Futurecom 2013

Presidente da TIM do Brasil critica notícias do setor de telecom

Para ele, os preços praticados no Brasil tornam o setor competitivo.

Durante apresentação no Futurecom 2013, Rodrigo Abreu, presidente da TIM do Brasil criticou as manchetes negativas relativas ao setor de telecomunicações, como a de que o País tem um dos preços mais abusivos em tarifas de telecom.

“O mercado móvel foi caracterizado nos últimos 15 anos por ser um setor ágil, inovador, transformador e que gera inclusão, crescimento, e isso nos trouxe até aqui. Mas, a visão do setor no último ano está longe de ser positiva, com as notícias de suspensão de vendas, ligação mais cara do mundo, crédito que não pode ter validade, o supremo discutindo a regulação da Anatel, Estado e Municípios olhando para a CPI”, declarou.

Mas, o principal ponto comentado pelo gestor foi em relação às tarifas das telecomunicações. Para ele, é necessário desmistificar o preço em relação às comunicações móveis no País, pois se comparado a outros países, o Brasil tem um setor competitivo. “Nossa margem do setor é a menor entre uma série de países analisados, como os dos BRICS”.

Abreu destacou que entre 2009 e 2011 a diferença de preços chegou a 32%, com a presença de planos ‘ilimitiados’ e ‘controle’. “É necessário desmistificar o cenário de preço da comunicação móvel no Brasil.

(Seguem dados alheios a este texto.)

// ── Device normalization ──
//
// Dedup + reshape of raw pipeline output into the DeviceSummary contract.
// Pure functions; all vendor field-name tolerance lives in RawDevice.

use indexmap::IndexMap;

use crate::model::device::{DeviceSummary, SignalLevel};
use crate::model::raw::RawDevice;

/// Deduplicate and reshape raw device records into the client contract.
///
/// One summary per distinct identity. When the same identity shows up
/// twice (list + detail merge across retries), a record observed online
/// replaces one not yet known to be online; otherwise the first-seen
/// record is kept. Records lacking every identity field are dropped.
pub fn normalize(records: Vec<RawDevice>) -> Vec<DeviceSummary> {
    let mut unique: IndexMap<String, RawDevice> = IndexMap::new();

    for record in records {
        let Some(id) = record.identity().map(str::to_owned) else {
            continue;
        };
        let keep_incoming = match unique.get(&id) {
            Some(existing) => !existing.is_online() && record.is_online(),
            None => true,
        };
        if keep_incoming {
            // Inserting over an existing key keeps its first-seen position.
            unique.insert(id, record);
        }
    }

    unique
        .into_iter()
        .map(|(id, record)| summarize(id, &record))
        .collect()
}

fn summarize(id: String, record: &RawDevice) -> DeviceSummary {
    DeviceSummary {
        id,
        name: resolve_name(record),
        connection_type: record.connection().unwrap_or("Wi-Fi").to_owned(),
        rssi: record.rssi(),
        wifi_score: record.wifi_score(),
        ds_phy_rate_mbps: record.ds_phy_rate(),
        us_phy_rate_mbps: record.us_phy_rate(),
        online: record.online_flag(),
        signal_quality: classify(record).into(),
        model: record.model().map(str::to_owned),
        manufacturer: record.manufacturer().map(str::to_owned),
    }
}

/// Host name → device name → MAC-derived → `"Unknown device"`.
///
/// A device whose only name is its MAC gets a friendlier synthesized
/// name from the MAC tail, punctuation preserved.
fn resolve_name(record: &RawDevice) -> String {
    if let Some(host) = record.host_name() {
        return host.to_owned();
    }
    if let Some(name) = record.device_name() {
        return name.to_owned();
    }
    match record.mac() {
        Some(mac) => format!("Device {}", mac_suffix(mac)),
        None => "Unknown device".to_owned(),
    }
}

/// Last 5 characters of the MAC string.
fn mac_suffix(mac: &str) -> &str {
    let start = mac.len().saturating_sub(5);
    mac.get(start..).unwrap_or(mac)
}

/// Signal-quality classification, strict priority: vendor bar count,
/// then wifi score, then RSSI, else Unknown. The first applicable source
/// decides alone — sources are never averaged or combined.
#[allow(clippy::float_cmp)] // vendor tiers are exact small integers
fn classify(record: &RawDevice) -> SignalLevel {
    if let Some(bars) = record.signal_bars() {
        return if bars >= 4.0 {
            SignalLevel::Excellent
        } else if bars == 3.0 {
            SignalLevel::Good
        } else if bars == 2.0 {
            SignalLevel::Fair
        } else {
            SignalLevel::Poor
        };
    }

    if let Some(score) = record.wifi_score() {
        return if score >= 4.0 {
            SignalLevel::Excellent
        } else if score == 3.0 {
            SignalLevel::Good
        } else if score == 2.0 {
            SignalLevel::Fair
        } else if score <= 1.0 {
            SignalLevel::Poor
        } else {
            // A fractional score between the tiers matches no rule.
            SignalLevel::Unknown
        };
    }

    if let Some(rssi) = record.rssi() {
        return if rssi >= -50.0 {
            SignalLevel::Excellent
        } else if rssi >= -60.0 {
            SignalLevel::Good
        } else if rssi >= -70.0 {
            SignalLevel::Fair
        } else {
            SignalLevel::Poor
        };
    }

    SignalLevel::Unknown
}

#[cfg(test)]
#[allow(clippy::unwrap_used)]
mod tests {
    use pretty_assertions::assert_eq;
    use serde_json::{Value, json};

    use super::*;

    fn raw(value: Value) -> RawDevice {
        RawDevice::from_value(value).unwrap()
    }

    fn single(value: Value) -> DeviceSummary {
        let mut summaries = normalize(vec![raw(value)]);
        assert_eq!(summaries.len(), 1);
        summaries.remove(0)
    }

    fn level(value: Value) -> SignalLevel {
        single(value).signal_quality.level
    }

    // ── Deduplication ───────────────────────────────────────────────

    #[test]
    fn records_without_identity_are_excluded() {
        let summaries = normalize(vec![
            raw(json!({ "hostName": "ghost" })),
            raw(json!({ "macAddress": "aa:bb:cc:dd:ee:ff" })),
        ]);

        assert_eq!(summaries.len(), 1);
        assert_eq!(summaries[0].id, "aa:bb:cc:dd:ee:ff");
    }

    #[test]
    fn duplicate_identities_collapse_to_one_summary() {
        let summaries = normalize(vec![
            raw(json!({ "macAddress": "aa:bb:cc:dd:ee:ff", "hostName": "first" })),
            raw(json!({ "macAddress": "aa:bb:cc:dd:ee:ff", "hostName": "second" })),
        ]);

        assert_eq!(summaries.len(), 1);
        assert_eq!(summaries[0].name, "first");
    }

    #[test]
    fn online_record_replaces_offline_duplicate() {
        let summaries = normalize(vec![
            raw(json!({ "macAddress": "aa:bb:cc:dd:ee:ff", "status": "offline" })),
            raw(json!({ "macAddress": "aa:bb:cc:dd:ee:ff", "status": "online" })),
        ]);

        assert_eq!(summaries.len(), 1);
        assert!(summaries[0].online);
    }

    #[test]
    fn online_flag_is_true_if_any_duplicate_was_online() {
        // Either observation order ends online.
        for records in [
            vec![
                raw(json!({ "macAddress": "aa", "status": "online" })),
                raw(json!({ "macAddress": "aa", "status": "offline" })),
            ],
            vec![
                raw(json!({ "macAddress": "aa", "status": "offline" })),
                raw(json!({ "macAddress": "aa", "status": "online" })),
            ],
        ] {
            let summaries = normalize(records);
            assert!(summaries[0].online);
        }
    }

    // ── Signal classification ───────────────────────────────────────

    #[test]
    fn bars_beat_every_other_signal_source() {
        let result = level(json!({
            "macAddress": "aa",
            "signal-bars": 4,
            "wifiScore": 1,
            "rssi": -90,
        }));
        assert_eq!(result, SignalLevel::Excellent);
    }

    #[test]
    fn bar_counts_map_to_tiers() {
        assert_eq!(level(json!({ "id": "d", "signal-bars": 5 })), SignalLevel::Excellent);
        assert_eq!(level(json!({ "id": "d", "signal-bars": 4 })), SignalLevel::Excellent);
        assert_eq!(level(json!({ "id": "d", "signal-bars": 3 })), SignalLevel::Good);
        assert_eq!(level(json!({ "id": "d", "signal-bars": 2 })), SignalLevel::Fair);
        assert_eq!(level(json!({ "id": "d", "signal-bars": 1 })), SignalLevel::Poor);
        assert_eq!(level(json!({ "id": "d", "signal-bars": 0 })), SignalLevel::Poor);
    }

    #[test]
    fn wifi_score_boundaries() {
        assert_eq!(level(json!({ "id": "d", "wifiScore": 4 })), SignalLevel::Excellent);
        assert_eq!(level(json!({ "id": "d", "wifiScore": 3 })), SignalLevel::Good);
        assert_eq!(level(json!({ "id": "d", "wifiScore": 2 })), SignalLevel::Fair);
        assert_eq!(level(json!({ "id": "d", "wifiScore": 1 })), SignalLevel::Poor);
        assert_eq!(level(json!({ "id": "d", "wifiScore": 0 })), SignalLevel::Poor);
    }

    #[test]
    fn wifi_score_beats_rssi() {
        let result = level(json!({ "id": "d", "wifiScore": 2, "rssi": -40 }));
        assert_eq!(result, SignalLevel::Fair);
    }

    #[test]
    fn rssi_boundaries() {
        assert_eq!(level(json!({ "id": "d", "rssi": -50 })), SignalLevel::Excellent);
        assert_eq!(level(json!({ "id": "d", "rssi": -51 })), SignalLevel::Good);
        assert_eq!(level(json!({ "id": "d", "rssi": -60 })), SignalLevel::Good);
        assert_eq!(level(json!({ "id": "d", "rssi": -61 })), SignalLevel::Fair);
        assert_eq!(level(json!({ "id": "d", "rssi": -70 })), SignalLevel::Fair);
        assert_eq!(level(json!({ "id": "d", "rssi": -71 })), SignalLevel::Poor);
    }

    #[test]
    fn no_signal_sources_means_unknown() {
        assert_eq!(level(json!({ "id": "d" })), SignalLevel::Unknown);
    }

    // ── Name resolution ─────────────────────────────────────────────

    #[test]
    fn host_name_is_preferred() {
        let summary = single(json!({
            "macAddress": "AA:BB:CC:DD:EE:FF",
            "hostName": "living-room-tv",
            "deviceName": "TV",
        }));
        assert_eq!(summary.name, "living-room-tv");
    }

    #[test]
    fn device_name_used_when_host_name_missing() {
        let summary = single(json!({
            "macAddress": "AA:BB:CC:DD:EE:FF",
            "deviceName": "TV",
        }));
        assert_eq!(summary.name, "TV");
    }

    #[test]
    fn name_synthesized_from_mac_tail() {
        let summary = single(json!({ "macAddress": "AA:BB:CC:DD:EE:FF" }));
        assert_eq!(summary.name, "Device EE:FF");
    }

    #[test]
    fn unnamed_device_without_mac_is_unknown() {
        let summary = single(json!({ "deviceId": "dev-1" }));
        assert_eq!(summary.name, "Unknown device");
    }

    // ── Field mapping ───────────────────────────────────────────────

    #[test]
    fn connection_type_falls_back_to_wifi() {
        assert_eq!(single(json!({ "id": "d" })).connection_type, "Wi-Fi");
        assert_eq!(
            single(json!({ "id": "d", "interfaceType": "Ethernet" })).connection_type,
            "Ethernet"
        );
        assert_eq!(
            single(json!({ "id": "d", "connection": "5GHz", "interfaceType": "Ethernet" }))
                .connection_type,
            "5GHz"
        );
    }

    #[test]
    fn kebab_case_phy_rates_are_resolved() {
        let summary = single(json!({
            "id": "d",
            "DS-phy-rate": 866.7,
            "US-phy-rate": 433.3,
        }));
        assert_eq!(summary.ds_phy_rate_mbps, Some(866.7));
        assert_eq!(summary.us_phy_rate_mbps, Some(433.3));
    }

    #[test]
    fn model_and_manufacturer_chains_apply() {
        let summary = single(json!({
            "id": "d",
            "fingerprint-model": "iPhone 15",
            "model": "unused",
            "fingerpint-vendor": "Apple",
        }));
        assert_eq!(summary.model.as_deref(), Some("iPhone 15"));
        assert_eq!(summary.manufacturer.as_deref(), Some("Apple"));
    }
}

De fato existe uma diferença entre os preços se comparação com o cenário internacional, mas existe o efeito da tributação”, e ressalta que o setor paga 39% em impostos, sendo 28% em ICMS.

“O setor se transformou no maior arrecadador do governo e cumpre um papel de contribuíção, arrecadação, então existe um papel de inclusão e geração de emprego e renda, que acaba passando desapercebido”, e adiciona que a banda larga móvel tem contribuído para o aumento do PIB(Produto Interno Bruto), com impactos da ordem de 1,2%.

Cenário competitivo

Para Abreu, o mercado local é um dos mais competitivos do mundo. “Tem um market share marcado por um equilíbrio considerável”, e o índice de concentração é “razoável”, e informa que esse era um dos objetivos da privatização das teles no país, “com a garantia de principais benefícios para o consumidor, como direito de escolha e preço”.